Try it
Where a line holds the word "xaxis", copy it from the records.

Entries supplied
//! Minimal layouts of the built-in plotly.js themes.
//!
//! Only the properties that distinguish the themes are carried; plotly.js
//! fills in everything else.

use serde_json::{Value, json};

use crate::layout::Layout;

/// Names accepted by [`set_default_theme`](super::set_default_theme).
pub const THEME_NAMES: &[&str] = &[
    "ggplot2",
    "seaborn",
    "simple_white",
    "plotly",
    "plotly_white",
    "plotly_dark",
    "none",
];

const PLOTLY_COLORWAY: [&str; 10] = [
    "#636efa", "#EF553B", "#00cc96", "#ab63fa", "#FFA15A", "#19d3f3", "#FF6692", "#B6E880",
    "#FF97FF", "#FECB52",
];

fn grid_axes(grid: &str, line: &str) -> Value {
    json!({
        "gridcolor": grid,
        "linecolor": line,
        "ticks": "",
        "zerolinecolor": grid,
        "automargin": true,
    })
}

fn theme_value(name: &str) -> Option<Value> {
    let value = match name {
        "plotly" => json!({
            "colorway": PLOTLY_COLORWAY,
            "paper_bgcolor": "white",
            "plot_bgcolor": "#E5ECF6",
            "font": {"color": "#2a3f5f"},
            "xaxis": grid_axes("white", "white"),
            "yaxis": grid_axes("white", "white"),
        }),
        "plotly_white" => json!({
            "colorway": PLOTLY_COLORWAY,
            "paper_bgcolor": "white",
            "plot_bgcolor": "white",
            "font": {"color": "#2a3f5f"},
            "xaxis": grid_axes("#EBF0F8", "#EBF0F8"),
            "yaxis": grid_axes("#EBF0F8", "#EBF0F8"),
        }),
        "plotly_dark" => json!({
            "colorway": PLOTLY_COLORWAY,
            "paper_bgcolor": "rgb(17,17,17)",
            "plot_bgcolor": "rgb(17,17,17)",
            "font": {"color": "#f2f5fa"},
            "xaxis": grid_axes("#283442", "#506784"),
            "yaxis": grid_axes("#283442", "#506784"),
        }),
        "ggplot2" => json!({
            "colorway": ["#F8766D", "#A3A500", "#00BF7D", "#00B0F6", "#E76BF3"],
            "paper_bgcolor": "white",
            "plot_bgcolor": "rgb(237,237,237)",
            "font": {"color": "rgb(51,51,51)"},
            "xaxis": {"gridcolor": "white", "showgrid": true, "ticks": "outside", "tickcolor": "rgb(51,51,51)"},
            "yaxis": {"gridcolor": "white", "showgrid": true, "ticks": "outside", "tickcolor": "rgb(51,51,51)"},
        }),
        "seaborn" => json!({
            "colorway": ["rgb(76,114,176)", "rgb(221,132,82)", "rgb(85,168,104)", "rgb(196,78,82)",
                         "rgb(129,114,179)", "rgb(147,120,96)", "rgb(218,139,195)",
                         "rgb(140,140,140)", "rgb(204,185,116)", "rgb(100,181,205)"],
            "paper_bgcolor": "white",
            "plot_bgcolor": "rgb(234,234,242)",
            "font": {"color": "rgb(36,36,36)"},
            "xaxis": {"gridcolor": "white", "showgrid": true, "linecolor": "white", "ticks": ""},
            "yaxis": {"gridcolor": "white", "showgrid": true, "linecolor": "white", "ticks": ""},
        }),
        "simple_white" => json!({
            "colorway": ["#1F77B4", "#FF7F0E", "#2CA02C", "#D62728", "#9467BD",
                         "#8C564B", "#E377C2", "#7F7F7F", "#BCBD22", "#17BECF"],
            "paper_bgcolor": "white",
            "plot_bgcolor": "white",
            "font": {"color": "rgb(36,36,36)"},
            "xaxis": {"showgrid": false, "showline": true, "linecolor": "rgb(36,36,36)",
                      "ticks": "outside", "mirror": false, "zeroline": false},
            "yaxis": {"showgrid": false, "showline": true, "linecolor": "rgb(36,36,36)",
                      "ticks": "outside", "mirror": false, "zeroline": false},
        }),
        "none" => json!({}),
        _ => return None,
    };
    Some(value)
}

/// Layout of a built-in theme, `None` for unknown names.
#[must_use]
pub fn theme_layout(name: &str) -> Option<Layout> {
    match theme_value(name)? {
        Value::Object(map) => Some(Layout::from_map(map)),
        _ => None,
    }
}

Answer area
            "xaxis": grid_axes("white", "white"),
            "xaxis": grid_axes("#EBF0F8", "#EBF0F8"),
            "xaxis": grid_axes("#283442", "#506784"),
            "xaxis": {"gridcolor": "white", "showgrid": true, "ticks": "outside", "tickcolor": "rgb(51,51,51)"},
            "xaxis": {"gridcolor": "white", "showgrid": true, "linecolor": "white", "ticks": ""},
            "xaxis": {"showgrid": false, "showline": true, "linecolor": "rgb(36,36,36)",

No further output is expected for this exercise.